> _Exercise details_: Set the following entries down again exactly, line by line.

************

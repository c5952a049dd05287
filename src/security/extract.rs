//! Locating the submitted CSRF token on a request.
//!
//! Priority is header, then body field, then query parameter. The body is only
//! buffered when the header is absent and the content type is a form or JSON.

use axum::{
    body::{Body, Bytes},
    http::{header, HeaderMap, HeaderName, Request, Uri},
};
use axum_extra::extract::cookie::CookieJar;

use crate::error::GuardError;

/// Where to look for a submitted token.
#[derive(Debug, Clone)]
pub struct TokenSources {
    pub header: HeaderName,
    pub field: String,
    pub allow_query: bool,
    pub max_body_size: usize,
}

enum BodyKind {
    Form,
    Json,
}

fn body_kind(headers: &HeaderMap) -> Option<BodyKind> {
    let content_type = headers.get(header::CONTENT_TYPE)?.to_str().ok()?;
    let mime = content_type.split(';').next()?.trim().to_ascii_lowercase();
    if mime == "application/x-www-form-urlencoded" {
        Some(BodyKind::Form)
    } else if mime == "application/json" || mime.ends_with("+json") {
        Some(BodyKind::Json)
    } else {
        None
    }
}

fn non_empty(value: String) -> Option<String> {
    let trimmed = value.trim();
    if trimmed.is_empty() {
        None
    } else {
        Some(trimmed.to_string())
    }
}

pub fn header_token(headers: &HeaderMap, name: &HeaderName) -> Option<String> {
    headers
        .get(name)
        .and_then(|v| v.to_str().ok())
        .and_then(|v| non_empty(v.to_string()))
}

pub fn query_token(uri: &Uri, field: &str) -> Option<String> {
    let query = uri.query()?;
    url::form_urlencoded::parse(query.as_bytes())
        .find(|(k, _)| k == field)
        .and_then(|(_, v)| non_empty(v.into_owned()))
}

fn body_token(kind: &BodyKind, bytes: &[u8], field: &str) -> Option<String> {
    match kind {
        BodyKind::Form => url::form_urlencoded::parse(bytes)
            .find(|(k, _)| k == field)
            .and_then(|(_, v)| non_empty(v.into_owned())),
        BodyKind::Json => {
            let value: serde_json::Value = serde_json::from_slice(bytes).ok()?;
            value
                .get(field)
                .and_then(|v| v.as_str())
                .and_then(|v| non_empty(v.to_string()))
        }
    }
}

/// Value of the named cookie, if sent.
pub fn cookie_value(headers: &HeaderMap, name: &str) -> Option<String> {
    CookieJar::from_headers(headers)
        .get(name)
        .and_then(|c| non_empty(c.value().to_string()))
}

/// Find the candidate token, returning the request rebuilt around any buffered body.
pub async fn candidate_token(
    request: Request<Body>,
    sources: &TokenSources,
) -> Result<(Request<Body>, Option<String>), GuardError> {
    if let Some(token) = header_token(request.headers(), &sources.header) {
        return Ok((request, Some(token)));
    }

    let (request, from_body) = match body_kind(request.headers()) {
        Some(kind) => {
            let (parts, body) = request.into_parts();
            let bytes = read_body(body, sources.max_body_size).await?;
            let token = body_token(&kind, &bytes, &sources.field);
            (Request::from_parts(parts, Body::from(bytes)), token)
        }
        None => (request, None),
    };
    if from_body.is_some() {
        return Ok((request, from_body));
    }

    let from_query = if sources.allow_query {
        query_token(request.uri(), &sources.field)
    } else {
        None
    };
    Ok((request, from_query))
}

async fn read_body(body: Body, limit: usize) -> Result<Bytes, GuardError> {
    axum::body::to_bytes(body, limit).await.map_err(|e| {
        tracing::debug!(error = %e, limit, "Could not buffer request body for CSRF check");
        GuardError::PayloadTooLarge
    })
}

************

> _Response_:
repository c5952a049dd05287
filename src/security/extract.rs
//! Locating the submitted CSRF token on a request.
//!
//! Priority is header, then body field, then query parameter. The body is only
//! buffered when the header is absent and the content type is a form or JSON.

use axum::{
    body::{Body, Bytes},
    http::{header, HeaderMap, HeaderName, Request, Uri},
};
use axum_extra::extract::cookie::CookieJar;

use crate::error::GuardError;

/// Where to look for a submitted token.
#[derive(Debug, Clone)]
pub struct TokenSources {
    pub header: HeaderName,
    pub field: String,
    pub allow_query: bool,
    pub max_body_size: usize,
}

enum BodyKind {
    Form,
    Json,
}

fn body_kind(headers: &HeaderMap) -> Option<BodyKind> {
    let content_type = headers.get(header::CONTENT_TYPE)?.to_str().ok()?;
    let mime = content_type.split(';').next()?.trim().to_ascii_lowercase();
    if mime == "application/x-www-form-urlencoded" {
        Some(BodyKind::Form)
    } else if mime == "application/json" || mime.ends_with("+json") {
        Some(BodyKind::Json)
    } else {
        None
    }
}

fn non_empty(value: String) -> Option<String> {
    let trimmed = value.trim();
    if trimmed.is_empty() {
        None
    } else {
        Some(trimmed.to_string())
    }
}

pub fn header_token(headers: &HeaderMap, name: &HeaderName) -> Option<String> {
    headers
        .get(name)
        .and_then(|v| v.to_str().ok())
        .and_then(|v| non_empty(v.to_string()))
}

pub fn query_token(uri: &Uri, field: &str) -> Option<String> {
    let query = uri.query()?;
    url::form_urlencoded::parse(query.as_bytes())
        .find(|(k, _)| k == field)
        .and_then(|(_, v)| non_empty(v.into_owned()))
}

fn body_token(kind: &BodyKind, bytes: &[u8], field: &str) -> Option<String> {
    match kind {
        BodyKind::Form => url::form_urlencoded::parse(bytes)
            .find(|(k, _)| k == field)
            .and_then(|(_, v)| non_empty(v.into_owned())),
        BodyKind::Json => {
            let value: serde_json::Value = serde_json::from_slice(bytes).ok()?;
            value
                .get(field)
                .and_then(|v| v.as_str())
                .and_then(|v| non_empty(v.to_string()))
        }
    }
}

/// Value of the named cookie, if sent.
pub fn cookie_value(headers: &HeaderMap, name: &str) -> Option<String> {
    CookieJar::from_headers(headers)
        .get(name)
        .and_then(|c| non_empty(c.value().to_string()))
}

/// Find the candidate token, returning the request rebuilt around any buffered body.
pub async fn candidate_token(
    request: Request<Body>,
    sources: &TokenSources,
) -> Result<(Request<Body>, Option<String>), GuardError> {
    if let Some(token) = header_token(request.headers(), &sources.header) {
        return Ok((request, Some(token)));
    }

    let (request, from_body) = match body_kind(request.headers()) {
        Some(kind) => {
            let (parts, body) = request.into_parts();
            let bytes = read_body(body, sources.max_body_size).await?;
            let token = body_token(&kind, &bytes, &sources.field);
            (Request::from_parts(parts, Body::from(bytes)), token)
        }
        None => (request, None),
    };
    if from_body.is_some() {
        return Ok((request, from_body));
    }

    let from_query = if sources.allow_query {
        query_token(request.uri(), &sources.field)
    } else {
        None
    };
    Ok((request, from_query))
}

async fn read_body(body: Body, limit: usize) -> Result<Bytes, GuardError> {
    axum::body::to_bytes(body, limit).await.map_err(|e| {
        tracing::debug!(error = %e, limit, "Could not buffer request body for CSRF check");
        GuardError::PayloadTooLarge
    })
}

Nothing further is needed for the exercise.